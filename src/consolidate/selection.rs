use std::collections::HashSet;
use std::path::Path;

use serde::Serialize;

use crate::catalog::curated::{flagged_ids, read_curated, ID_COLUMN};
use crate::config::PipelineConfig;
use crate::error::Result;
use crate::table::read_delimited;

/// Why the dashboard set is what it is.
#[derive(Debug, Clone, Copy, PartialEq, Eq, Serialize)]
#[serde(rename_all = "snake_case")]
pub enum SelectionSource {
    /// Rows flagged in the curated catalog.
    Curated,
    /// Curated file present, nothing flagged, fallback disabled.
    NothingFlagged,
    /// First ids of the catalog, up to the configured cap.
    CatalogFallback,
    /// No curated flags and no usable catalog.
    Unavailable,
}

#[derive(Debug, Clone, PartialEq, Eq, Serialize)]
pub struct DashboardSelection {
    pub source: SelectionSource,
    pub ids: Vec<String>,
}

impl DashboardSelection {
    pub fn is_empty(&self) -> bool {
        self.ids.is_empty()
    }

    pub fn id_set(&self) -> HashSet<String> {
        self.ids.iter().cloned().collect()
    }
}

fn catalog_head(path: &Path, limit: usize) -> Result<Vec<String>> {
    if !path.is_file() {
        return Ok(Vec::new());
    }
    let catalog = read_delimited(path)?;
    let Some(index) = catalog.column_index(ID_COLUMN) else {
        return Ok(Vec::new());
    };
    let mut seen = HashSet::new();
    Ok(catalog
        .column_values(index)
        .map(str::trim)
        .filter(|id| !id.is_empty() && seen.insert(id.to_string()))
        .take(limit)
        .map(str::to_string)
        .collect())
}

/// Decide which indicator ids feed the dashboard bases.
///
/// Flagged curated rows always win. With nothing flagged, an existing curated
/// file and a disabled fallback yield an empty set. Otherwise, and always when
/// the curated file is absent, the first ids of the catalog are taken.
pub fn select_dashboard_ids(config: &PipelineConfig) -> Result<DashboardSelection> {
    let settings = &config.consolidation;
    let flag = settings.dashboard_flag_column.as_str();

    if let Some(curated) = read_curated(&config.curated_catalog_path())? {
        let ids = if curated.has_column(flag) {
            flagged_ids(&curated, flag)
        } else {
            Vec::new()
        };
        if !ids.is_empty() {
            return Ok(DashboardSelection {
                source: SelectionSource::Curated,
                ids,
            });
        }
        if !settings.dashboard_use_fallback {
            return Ok(DashboardSelection {
                source: SelectionSource::NothingFlagged,
                ids: Vec::new(),
            });
        }
    }

    let ids = catalog_head(&config.catalog_csv_path(), settings.dashboard_fallback_max)?;
    if ids.is_empty() {
        return Ok(DashboardSelection {
            source: SelectionSource::Unavailable,
            ids,
        });
    }
    Ok(DashboardSelection {
        source: SelectionSource::CatalogFallback,
        ids,
    })
}

#[cfg(test)]
mod tests {
    use super::*;
    use std::fs;

    fn config_in(dir: &Path) -> PipelineConfig {
        let mut config = PipelineConfig::for_project_dir(dir);
        config.outputs_dir = dir.join("outputs");
        fs::create_dir_all(&config.outputs_dir).expect("outputs dir");
        fs::write(
            config.catalog_csv_path(),
            "indicador_id,tema\na,A\nb,B\nb,B2\nc,C\nd,D\n",
        )
        .expect("catalog");
        config
    }

    #[test]
    fn flagged_rows_win_regardless_of_fallback() {
        let dir = tempfile::tempdir().expect("tempdir");
        let mut config = config_in(dir.path());
        fs::write(
            config.curated_catalog_path(),
            "indicador_id,dashboard\na,sim\nb,\nc,S\nd,1\n",
        )
        .expect("curated");

        for fallback in [true, false] {
            config.consolidation.dashboard_use_fallback = fallback;
            let selection = select_dashboard_ids(&config).expect("select");
            assert_eq!(selection.source, SelectionSource::Curated);
            assert_eq!(selection.ids, vec!["a", "c", "d"]);
        }
    }

    #[test]
    fn nothing_flagged_without_fallback_is_empty() {
        let dir = tempfile::tempdir().expect("tempdir");
        let mut config = config_in(dir.path());
        fs::write(config.curated_catalog_path(), "indicador_id,dashboard\na,nao\nb,\n").expect("curated");
        config.consolidation.dashboard_use_fallback = false;

        let selection = select_dashboard_ids(&config).expect("select");
        assert_eq!(selection.source, SelectionSource::NothingFlagged);
        assert!(selection.is_empty());
    }

    #[test]
    fn fallback_takes_unique_catalog_head() {
        let dir = tempfile::tempdir().expect("tempdir");
        let mut config = config_in(dir.path());
        config.consolidation.dashboard_fallback_max = 3;

        let selection = select_dashboard_ids(&config).expect("select");
        assert_eq!(selection.source, SelectionSource::CatalogFallback);
        assert_eq!(selection.ids, vec!["a", "b", "c"]);
    }

    #[test]
    fn absent_curated_file_takes_catalog_head_even_without_fallback() {
        let dir = tempfile::tempdir().expect("tempdir");
        let mut config = config_in(dir.path());
        config.consolidation.dashboard_use_fallback = false;
        assert!(!config.curated_catalog_path().exists());

        let selection = select_dashboard_ids(&config).expect("select");
        assert_eq!(selection.source, SelectionSource::CatalogFallback);
        assert_eq!(selection.ids, vec!["a", "b", "c", "d"]);
    }

    #[test]
    fn curated_without_flag_column_counts_as_nothing_flagged() {
        let dir = tempfile::tempdir().expect("tempdir");
        let mut config = config_in(dir.path());
        fs::write(config.curated_catalog_path(), "indicador_id,notas
a,x
").expect("curated");

        config.consolidation.dashboard_use_fallback = false;
        let selection = select_dashboard_ids(&config).expect("select");
        assert_eq!(selection.source, SelectionSource::NothingFlagged);

        config.consolidation.dashboard_use_fallback = true;
        let selection = select_dashboard_ids(&config).expect("select");
        assert_eq!(selection.source, SelectionSource::CatalogFallback);
    }

    #[test]
    fn no_catalog_and_no_flags_is_unavailable() {
        let dir = tempfile::tempdir().expect("tempdir");
        let config = config_in(dir.path());
        fs::remove_file(config.catalog_csv_path()).expect("remove catalog");
        let selection = select_dashboard_ids(&config).expect("select");
        assert_eq!(selection.source, SelectionSource::Unavailable);
    }
}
───
§ What you are asked to do
Pick every line from the listing holding the string "self", and copy it.

§ Solved problem
    pub fn is_empty(&self) -> bool {
        self.ids.is_empty()
    pub fn id_set(&self) -> HashSet<String> {
        self.ids.iter().cloned().collect()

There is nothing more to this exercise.